It includes in mark module 330 that data module 230, which uses, examines content in module 350 and individual mark module 350
It examines and the various modes of mark is that machine learning module 250 collects spam sampled data, such as beg in detail further below
Opinion.In some implementations, data module 230 includes mark module 330, examines module 340 and individual mark module
350.It will be appreciated that: each module may be implemented as individual module, be incorporated into other modules or further be segmented
At multiple modules.Module described herein any one or more of module hardware can be used (for example, the place of machine
Reason device) or the combination of hardware and software realize.It can also be included with other incoherent modules of example embodiment, but not had
Have shown.Below it is associated with Fig. 3 come discuss according to various example embodiments, it is associated with data module 230 further
Details.
Decision-making module 240 is marked content from the reception of categorization module 260, and wherein categorization module 260 is in spam, low
The content is labelled in quality spam or non-spam email classification.Decision-making module 240, which is received, utilizes phase by categorization module 260
The content of associated accuracy score mark.Based on the accuracy score fallen into preset range, decision-making module 240 sends out content
It send to mark module 330, so as to the further examination of the content and mark.In some embodiments, the determination of decision-making module 240 is
The mark of the no content carried out by categorization module 260 be it is problematic (for example, these marks due to the inconsistency that detects and
Potentially wrong).If the mark of the content carried out by categorization module 260 is confirmed as problematic, which is sent out
It send to module 340 is examined, further to be examined by expert reviewers.Standard with higher is filtered by decision-making module 240
Exactness score is noted as spam and low quality spam and is not transmitted to the content for examining module 340.Under
Face is associated with Fig. 3 to be discussed according to various example embodiments, further details associated with decision-making module 240.
Machine learning module 250 provides function and is marked data from database 380 and data module 230 to access,
To construct candidate family and to test the model.Machine learning module 250 further use F-measure(F measurement), ROC-
Area under AUC(receiver operating characteristic-ROC curve) or accuracy statistical data assess whether the candidate family than current rubbish
Rubbish Spam Filtering Model is more preferable.If candidate family is confirmed as being better carried out than current Spam filtering model,
The system activates candidate family and is applied to Spam filtering as motility model.If candidate family is without preferably
It executes, is then more marked data and be used to further train candidate family.In this way, candidate family is to current rubbish
Rubbish Spam Filtering Model does not influence, until the model becomes more preferable than "current" model in terms of filtering spam mail.In other words
It says, candidate family is still in passive state, and wherein the classifier of passive state does not have any influence to "current" model.If waited
Modeling type is confirmed as more preferable than current Spam filtering model, then candidate family is used, thus by candidate family from
Passive state is changed into active state.The passive state of candidate family allows the better Spam filtering model of the system creation
And the mistake of candidate family is not incurred on the way.Candidate family will be sent to categorization module 260, so as to true in machine learning module
Determine candidate block and is more preferably applied to current spam later than the "current" model run in categorization module 260.Below with
Fig. 4 is associated to discuss according to various example embodiments, further details associated with machine learning module 250.

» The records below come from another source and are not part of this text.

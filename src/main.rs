use clap::Parser;
use etcd_proxy_agent::cli::Cli;

// One trigger per process; every step runs to completion before the next.
#[tokio::main(flavor = "current_thread")]
async fn main() -> anyhow::Result<()> {
    let cli = Cli::parse();
    etcd_proxy_agent::bootstrap::run(cli).await
}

Categorization module 260 provides function to mark incoming content: spam, low quality spam in following classification
Content or non-spam email.The current movable Spam filtering model of categorization module application and mark and filtering spam postal
Part content.Categorization module 260 marks the content by the way that current Spam filtering rule is applied to incoming content 310,
Wherein current Spam filtering rule include content filter, it is header filters, general blacklist filter, rule-based
Filter etc..Other than the classification being marked, categorization module 260 is further marked using spam type identifier
Will content 310, wherein spam type identifier include but is not limited to: adult, monetary fraud, phishing, Malware,
TRADE REFUSE mail, hate speech, harassing and wrecking, shockingly thrilling (outrageously shocking), etc..Low
In mass content classification, categorization module 260 is further using low quality identifier come logo content 310, and wherein low quality identifies
Symbol includes but is not limited to: adult (in comparison with spam type adult, the grade of low quality adult is not so shocking
), trade promotion (promotion), unprofessional, the words and deeds of profanity are thrilling, etc..Do not utilize spam
Type identifier or low quality identifier are not spams come any other content identified.As a result, in spam classification
Content be potentially harmful unwelcome content, and therefore stringent filtering is necessary.In low quality spam class
Content in not is also unwelcome content and is substantially potentially aggressive.In in non-spam email classification
Appearance is the welcome content for not filtered and being allowed to present to user.It is with Fig. 3 and Fig. 4 associated below that basis is discussed
Various example embodiments, further details associated with categorization module 260.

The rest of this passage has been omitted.